3

Suppose I have a module in which one binding depends on another:

class MyModule : Module(){
  init {
    bind(SettingsStorage::class.java).to(PreferencesBasedSettingsStorage::class.java)
    // how to use createOkHttpClient here? 
    // how to get instance of SettingsStorage to pass to it?
    bind(OkHttpClient::class.java).to?(???)
  }

  private fun createOkHttpClient(settingsStorage: SettingsStorage): OkHttpClient {
    return OkHttpClient.Builder()
      .addNetworkInterceptor(MyInterceptor(settingsStorage))
      .build()
  } 
}

Here I can create OkHttpClient only having an instance of another binding, namely SettingsStorage.

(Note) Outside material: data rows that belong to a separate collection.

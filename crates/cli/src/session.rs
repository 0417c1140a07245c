//! Session - wires the position publisher, thermometer and acquisition task.

use std::time::Duration;

use acquisition::{AcquisitionStats, AcquisitionTask};
use anyhow::{Context, Result};
use contracts::{LoggerConfig, SourceConfig, TemperatureSensor};
use ingestion::{PositionTopic, SimulatedVehicle, TrackReplay, VEHICLE_POSITION_TOPIC};
use params::ParameterStore;
use thermal::{HwmonThermometer, SimulatedThermometer};
use tokio::task::JoinHandle;
use tokio_util::sync::CancellationToken;
use tracing::{info, warn};

/// Session configuration
#[derive(Debug, Clone)]
pub struct SessionConfig {
    /// Resolved logger configuration
    pub logger: LoggerConfig,

    /// Stop after this long (None = until interrupted)
    pub duration: Option<Duration>,

    /// Metrics server port (None = disabled)
    pub metrics_port: Option<u16>,
}

/// One logging session from start-up to the final summary
pub struct Session {
    config: SessionConfig,
    params: ParameterStore,
    cancel: CancellationToken,
}

impl Session {
    pub fn new(config: SessionConfig) -> Self {
        let params = ParameterStore::with_values(config.logger.parameters.clone());
        Self {
            config,
            params,
            cancel: CancellationToken::new(),
        }
    }

    #[cfg(test)]
    fn parameters(&self) -> &ParameterStore {
        &self.params
    }

    /// Token that stops the session when cancelled
    pub fn cancel_token(&self) -> CancellationToken {
        self.cancel.clone()
    }

    /// Run until cancelled, the duration elapses or the publisher ends
    ///
    /// A destination that cannot be opened aborts before anything is
    /// published.
    pub async fn run(self) -> Result<AcquisitionStats> {
        let logger = &self.config.logger;

        if let Some(port) = self.config.metrics_port {
            observability::init_metrics(port)?;
        }

        let topic = PositionTopic::new(VEHICLE_POSITION_TOPIC);
        let sensor = build_sensor(logger);

        let mut task = AcquisitionTask::open(
            logger.task.clone(),
            topic.subscribe(),
            sensor,
            self.params.subscribe(),
        )
        .with_context(|| {
            format!(
                "Failed to start logging to {}",
                logger.task.destination.display()
            )
        })?;

        let publisher = spawn_publisher(&logger.source, topic, self.cancel.clone())?;
        let watcher = spawn_publisher_watcher(publisher, self.cancel.clone());

        if let Some(duration) = self.config.duration {
            let cancel = self.cancel.clone();
            tokio::spawn(async move {
                tokio::select! {
                    _ = cancel.cancelled() => {}
                    _ = tokio::time::sleep(duration) => {
                        info!(secs = duration.as_secs(), "Duration elapsed, stopping");
                        cancel.cancel();
                    }
                }
            });
        }

        let result = task.run(self.cancel.clone()).await;

        self.cancel.cancel();
        if let Err(e) = watcher.await {
            warn!(error = %e, "Position publisher did not shut down cleanly");
        }

        result.context("Acquisition failed")
    }
}

/// Simulated thermometer in dummy mode, kernel hwmon otherwise
fn build_sensor(logger: &LoggerConfig) -> Box<dyn TemperatureSensor> {
    if logger.task.simulate {
        info!(sensor_id = %logger.sensor.id, "Using simulated thermometer");
        Box::new(SimulatedThermometer::with_defaults(&logger.sensor.id))
    } else {
        info!(
            sensor_id = %logger.sensor.id,
            ambient = %logger.sensor.ambient_path.display(),
            object = %logger.sensor.object_path.display(),
            "Using hwmon thermometer"
        );
        Box::new(HwmonThermometer::from_config(&logger.sensor))
    }
}

fn spawn_publisher(
    source: &SourceConfig,
    topic: PositionTopic,
    cancel: CancellationToken,
) -> Result<JoinHandle<()>> {
    match source {
        SourceConfig::Simulated(vehicle) => {
            info!(
                width_m = vehicle.width_m,
                height_m = vehicle.height_m,
                row_spacing_m = vehicle.row_spacing_m,
                "Publishing simulated lawnmower survey"
            );
            Ok(SimulatedVehicle::new(topic, vehicle.clone()).spawn(cancel))
        }
        SourceConfig::Replay(replay) => {
            let track = TrackReplay::from_config(replay).with_context(|| {
                format!("Failed to load replay track {}", replay.path.display())
            })?;
            info!(
                path = %replay.path.display(),
                samples = track.len(),
                speed = replay.speed,
                loop_playback = replay.loop_playback,
                "Replaying recorded track"
            );
            Ok(track.spawn(topic, cancel))
        }
    }
}

/// Stop the session once the publisher is gone
fn spawn_publisher_watcher(publisher: JoinHandle<()>, cancel: CancellationToken) -> JoinHandle<()> {
    tokio::spawn(async move {
        if let Err(e) = publisher.await {
            warn!(error = %e, "Position publisher panicked");
        }
        if !cancel.is_cancelled() {
            info!("Position publisher finished, stopping");
            cancel.cancel();
        }
    })
}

But how to do that?

Currently I see no way to get instance of SettingsStorage binding inside a module to pass it to createOkHttpClient()

In Dagger I would've simply created two provider methods with appropriate arguments like

fun provideSessionStorage(/*...*/): SessionStorage { /* ... */ }

fun provideOkHttpclient(sessionStorage: SessionStorage): OkHttpClient {
   return OkHttpClient.Builder()
    .addNetworkInterceptor(MyInterceptor(settingsStorage))
    .build()
}

And it would figure all out by itself and passed appropriate instance of sessionStorage to a second provider function.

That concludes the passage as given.